-- Data to examine --
• • •

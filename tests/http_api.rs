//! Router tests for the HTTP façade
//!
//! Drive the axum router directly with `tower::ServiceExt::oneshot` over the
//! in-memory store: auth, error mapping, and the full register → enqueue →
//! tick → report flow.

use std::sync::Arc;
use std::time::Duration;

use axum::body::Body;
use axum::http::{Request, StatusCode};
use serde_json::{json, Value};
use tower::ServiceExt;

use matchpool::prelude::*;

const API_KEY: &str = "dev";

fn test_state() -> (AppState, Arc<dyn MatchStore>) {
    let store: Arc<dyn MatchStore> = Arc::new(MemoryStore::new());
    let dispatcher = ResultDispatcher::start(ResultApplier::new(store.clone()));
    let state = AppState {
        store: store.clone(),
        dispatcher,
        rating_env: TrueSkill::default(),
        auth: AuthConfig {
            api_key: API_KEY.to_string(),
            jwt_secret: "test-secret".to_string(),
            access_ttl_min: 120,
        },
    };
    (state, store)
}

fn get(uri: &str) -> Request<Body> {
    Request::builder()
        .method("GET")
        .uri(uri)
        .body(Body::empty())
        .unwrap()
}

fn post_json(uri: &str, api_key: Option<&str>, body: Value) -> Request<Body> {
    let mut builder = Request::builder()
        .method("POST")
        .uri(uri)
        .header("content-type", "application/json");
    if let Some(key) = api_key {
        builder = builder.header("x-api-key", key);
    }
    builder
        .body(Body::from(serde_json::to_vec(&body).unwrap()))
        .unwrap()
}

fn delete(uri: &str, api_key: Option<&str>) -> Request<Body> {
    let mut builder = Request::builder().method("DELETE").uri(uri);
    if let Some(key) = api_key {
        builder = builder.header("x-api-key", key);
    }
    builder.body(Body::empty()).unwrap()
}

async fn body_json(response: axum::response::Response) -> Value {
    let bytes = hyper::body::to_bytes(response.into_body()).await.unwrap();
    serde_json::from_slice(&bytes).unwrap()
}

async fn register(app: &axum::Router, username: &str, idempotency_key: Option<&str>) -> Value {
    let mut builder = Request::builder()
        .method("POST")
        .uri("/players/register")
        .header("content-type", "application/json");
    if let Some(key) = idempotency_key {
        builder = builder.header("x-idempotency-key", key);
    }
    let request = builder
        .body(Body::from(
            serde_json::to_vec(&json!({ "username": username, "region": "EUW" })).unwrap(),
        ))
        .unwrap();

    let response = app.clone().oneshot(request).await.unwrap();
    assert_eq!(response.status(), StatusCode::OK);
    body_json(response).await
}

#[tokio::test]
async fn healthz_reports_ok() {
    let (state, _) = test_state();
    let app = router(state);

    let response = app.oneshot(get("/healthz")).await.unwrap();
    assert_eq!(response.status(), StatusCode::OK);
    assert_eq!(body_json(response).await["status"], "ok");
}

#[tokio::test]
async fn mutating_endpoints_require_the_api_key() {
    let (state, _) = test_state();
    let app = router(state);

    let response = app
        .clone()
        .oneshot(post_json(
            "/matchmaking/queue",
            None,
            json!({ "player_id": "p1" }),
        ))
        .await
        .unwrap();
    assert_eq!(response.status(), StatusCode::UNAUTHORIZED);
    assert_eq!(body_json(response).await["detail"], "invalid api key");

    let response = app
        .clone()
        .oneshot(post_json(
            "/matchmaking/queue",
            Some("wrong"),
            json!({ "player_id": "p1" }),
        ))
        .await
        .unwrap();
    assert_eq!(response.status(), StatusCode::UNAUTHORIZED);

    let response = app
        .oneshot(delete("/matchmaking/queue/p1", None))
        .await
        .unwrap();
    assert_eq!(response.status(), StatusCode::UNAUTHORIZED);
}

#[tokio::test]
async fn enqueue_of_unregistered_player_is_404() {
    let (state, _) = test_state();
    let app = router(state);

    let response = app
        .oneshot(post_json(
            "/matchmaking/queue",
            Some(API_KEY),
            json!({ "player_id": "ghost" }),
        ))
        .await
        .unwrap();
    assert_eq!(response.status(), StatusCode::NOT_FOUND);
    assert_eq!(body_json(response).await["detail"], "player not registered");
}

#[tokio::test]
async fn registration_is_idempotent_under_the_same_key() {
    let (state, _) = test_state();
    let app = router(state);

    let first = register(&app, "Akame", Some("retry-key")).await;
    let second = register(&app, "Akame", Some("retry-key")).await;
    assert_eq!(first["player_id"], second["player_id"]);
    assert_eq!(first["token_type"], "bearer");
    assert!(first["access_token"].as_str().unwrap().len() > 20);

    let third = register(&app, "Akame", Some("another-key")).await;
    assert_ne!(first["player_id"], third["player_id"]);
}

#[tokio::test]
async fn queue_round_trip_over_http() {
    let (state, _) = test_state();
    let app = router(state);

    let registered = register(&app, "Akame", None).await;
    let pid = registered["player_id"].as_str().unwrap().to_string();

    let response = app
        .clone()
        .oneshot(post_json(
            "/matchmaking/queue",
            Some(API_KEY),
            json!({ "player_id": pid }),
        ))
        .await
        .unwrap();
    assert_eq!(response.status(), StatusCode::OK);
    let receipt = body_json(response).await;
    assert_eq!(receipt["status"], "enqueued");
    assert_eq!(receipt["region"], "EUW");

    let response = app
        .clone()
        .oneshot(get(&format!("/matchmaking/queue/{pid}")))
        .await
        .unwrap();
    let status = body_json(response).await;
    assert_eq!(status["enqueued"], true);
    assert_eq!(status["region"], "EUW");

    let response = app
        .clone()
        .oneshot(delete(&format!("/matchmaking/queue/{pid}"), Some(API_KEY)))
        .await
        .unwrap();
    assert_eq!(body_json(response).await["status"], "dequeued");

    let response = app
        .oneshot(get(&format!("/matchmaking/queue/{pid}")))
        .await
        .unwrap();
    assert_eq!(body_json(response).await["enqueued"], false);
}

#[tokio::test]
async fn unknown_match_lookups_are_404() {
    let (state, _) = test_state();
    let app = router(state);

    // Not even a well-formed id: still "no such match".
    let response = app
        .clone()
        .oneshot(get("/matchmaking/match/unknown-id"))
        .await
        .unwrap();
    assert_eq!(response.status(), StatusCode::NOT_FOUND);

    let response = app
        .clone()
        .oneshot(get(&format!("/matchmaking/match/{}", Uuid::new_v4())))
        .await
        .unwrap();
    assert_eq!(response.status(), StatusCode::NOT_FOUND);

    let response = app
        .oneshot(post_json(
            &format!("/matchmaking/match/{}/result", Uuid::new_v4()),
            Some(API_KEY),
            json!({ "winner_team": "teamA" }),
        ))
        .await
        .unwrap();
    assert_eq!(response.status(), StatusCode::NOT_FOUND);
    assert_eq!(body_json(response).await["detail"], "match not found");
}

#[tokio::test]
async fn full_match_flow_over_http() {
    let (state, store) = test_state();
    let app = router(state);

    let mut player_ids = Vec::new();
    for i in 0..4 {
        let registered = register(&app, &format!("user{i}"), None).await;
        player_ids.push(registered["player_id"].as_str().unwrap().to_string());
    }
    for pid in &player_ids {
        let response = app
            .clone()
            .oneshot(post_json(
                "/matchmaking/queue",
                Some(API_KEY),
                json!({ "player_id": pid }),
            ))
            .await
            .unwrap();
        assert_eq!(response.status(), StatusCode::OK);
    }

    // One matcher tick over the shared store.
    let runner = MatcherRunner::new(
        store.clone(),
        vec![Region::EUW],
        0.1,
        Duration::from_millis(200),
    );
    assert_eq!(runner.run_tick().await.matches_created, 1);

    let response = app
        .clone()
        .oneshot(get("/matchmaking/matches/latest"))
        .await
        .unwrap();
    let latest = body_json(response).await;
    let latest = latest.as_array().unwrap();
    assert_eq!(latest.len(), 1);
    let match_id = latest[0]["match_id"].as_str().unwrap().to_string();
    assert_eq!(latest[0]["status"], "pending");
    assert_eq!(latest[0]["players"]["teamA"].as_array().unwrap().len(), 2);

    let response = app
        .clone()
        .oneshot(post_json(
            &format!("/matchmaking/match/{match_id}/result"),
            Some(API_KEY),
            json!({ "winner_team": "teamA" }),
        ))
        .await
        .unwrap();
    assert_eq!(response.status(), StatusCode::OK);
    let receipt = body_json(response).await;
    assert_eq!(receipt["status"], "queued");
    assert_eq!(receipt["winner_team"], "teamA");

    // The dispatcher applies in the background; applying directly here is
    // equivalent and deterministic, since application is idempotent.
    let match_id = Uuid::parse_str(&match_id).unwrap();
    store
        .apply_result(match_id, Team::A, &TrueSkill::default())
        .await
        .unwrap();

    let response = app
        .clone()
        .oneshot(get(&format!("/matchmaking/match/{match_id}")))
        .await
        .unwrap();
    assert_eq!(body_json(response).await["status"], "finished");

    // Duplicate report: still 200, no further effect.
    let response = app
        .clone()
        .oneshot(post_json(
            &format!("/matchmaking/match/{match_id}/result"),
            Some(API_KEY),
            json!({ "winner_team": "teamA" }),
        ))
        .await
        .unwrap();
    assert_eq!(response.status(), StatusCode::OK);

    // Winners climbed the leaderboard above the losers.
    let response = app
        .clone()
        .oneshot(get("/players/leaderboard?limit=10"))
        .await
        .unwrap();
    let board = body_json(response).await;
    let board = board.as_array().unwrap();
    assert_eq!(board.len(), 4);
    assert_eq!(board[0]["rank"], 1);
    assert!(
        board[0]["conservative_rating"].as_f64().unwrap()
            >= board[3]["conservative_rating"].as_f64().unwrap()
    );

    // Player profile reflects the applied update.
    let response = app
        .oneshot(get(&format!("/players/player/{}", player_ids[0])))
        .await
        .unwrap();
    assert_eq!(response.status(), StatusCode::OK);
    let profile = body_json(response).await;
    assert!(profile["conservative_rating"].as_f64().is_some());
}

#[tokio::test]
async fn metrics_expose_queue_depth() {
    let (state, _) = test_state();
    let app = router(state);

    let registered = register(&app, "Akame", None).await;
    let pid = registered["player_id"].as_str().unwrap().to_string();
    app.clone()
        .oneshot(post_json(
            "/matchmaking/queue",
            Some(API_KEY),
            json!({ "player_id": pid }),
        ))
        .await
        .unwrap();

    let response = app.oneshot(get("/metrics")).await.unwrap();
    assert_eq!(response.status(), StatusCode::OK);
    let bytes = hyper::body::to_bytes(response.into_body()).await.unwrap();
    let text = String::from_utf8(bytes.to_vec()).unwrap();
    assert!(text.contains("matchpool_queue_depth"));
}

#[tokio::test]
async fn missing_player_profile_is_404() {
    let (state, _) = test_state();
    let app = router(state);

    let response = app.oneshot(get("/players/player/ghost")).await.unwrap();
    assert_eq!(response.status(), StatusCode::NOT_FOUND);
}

• • •

-- Problem statement --
In the records above, find every line that contains the word "format" and copy it.

-- Answer to this task --
        .oneshot(get(&format!("/matchmaking/queue/{pid}")))
        .oneshot(delete(&format!("/matchmaking/queue/{pid}"), Some(API_KEY)))
        .oneshot(get(&format!("/matchmaking/queue/{pid}")))
        .oneshot(get(&format!("/matchmaking/match/{}", Uuid::new_v4())))
            &format!("/matchmaking/match/{}/result", Uuid::new_v4()),
        let registered = register(&app, &format!("user{i}"), None).await;
            &format!("/matchmaking/match/{match_id}/result"),
        .oneshot(get(&format!("/matchmaking/match/{match_id}")))
            &format!("/matchmaking/match/{match_id}/result"),
        .oneshot(get(&format!("/players/player/{}", player_ids[0])))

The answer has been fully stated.